The mellower parts of the album soothed and flowed rocking us in a much gentler fashion before we got knocked for six and swept away as the barraging tumult breezed off the stage and swept us away. The sound was spot on and sounded brilliant but it still was not the perfect venue and if the band were as big here as they are in Europe they should really deserve a show somewhere a bit more prestigious. However that’s just an observation as there was nothing at all to fault about what we got from the piano cantata of ‘Black Sun’ through to the finale of ‘Raven Of Dispersion’ Once the album finished I had noted that the band were playing more and picking different numbers as they had been travelling across on tour adding a certain amount of mystery to things. In fact we got over and above things with the band continuing beyond even what I had seen on the stage set-list.

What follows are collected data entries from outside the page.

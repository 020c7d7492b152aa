use serde::{Deserialize, Serialize};

/// Output of the irrigation rule engine. Not persisted.
#[derive(Debug, Clone, Copy, PartialEq, Default, Serialize, Deserialize)]
pub struct IrrigationDecision {
    pub needed: bool,
    pub depth_inches: f64,
    pub cost_usd: f64,
}

/// Inputs to a single irrigation recommendation.
#[derive(Debug, Clone, PartialEq, Serialize, Deserialize)]
pub struct FieldConditions {
    pub soil_moisture_pct: f64,
    pub crop_stage: String,
    pub rain_forecast: bool,
    pub qpf_inches: f64,
    pub ndvi: Option<f64>,
}

impl FieldConditions {
    pub fn new(soil_moisture_pct: f64, crop_stage: impl Into<String>) -> Self {
        Self {
            soil_moisture_pct,
            crop_stage: crop_stage.into(),
            rain_forecast: false,
            qpf_inches: 0.0,
            ndvi: None,
        }
    }

    pub fn with_rain(mut self, rain_forecast: bool, qpf_inches: f64) -> Self {
        self.rain_forecast = rain_forecast;
        self.qpf_inches = qpf_inches;
        self
    }

    pub fn with_ndvi(mut self, ndvi: f64) -> Self {
        self.ndvi = Some(ndvi);
        self
    }
}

They firstly went into a bit of a rock opera segment with some new numbers some of which like ‘End Of Dynasty’ I have to admit to being a bit too much for me in the pompous vocal stakes. Female vocals took over on Who’s Your God and were equally pitched a bit too high for comfort. It’s difficult to gauge brand new material on first encounter and perhaps coming back to it on release may make me understand it better. I also picked up ‘Les Fleurs du Mal’ at the show that they were kindly selling for just £5 signed and have yet to hear that. Therion are certainly showing their versatile side of late though. For the moment I needed more comfortable ground and gladly got that with the metal on overkill with the rock out of ‘Flesh Of The Gods,’ which picked things up and had everyone clapping along. We had to get dipped into ‘Theli’ and for many the storming ‘Invocation Of Naamah’ and ‘To Mega Therion’ were no doubt highlights of the show. Having well and truly given their all and delivered a set beyond expectations they finally had to finish on the cusp of the venue curfew with an unexpected ‘Lemuria.’ One got the feeling that if they could the band would have continued playing even longer but it was a suitable finale, finishing for me 2013’s gigs on a high.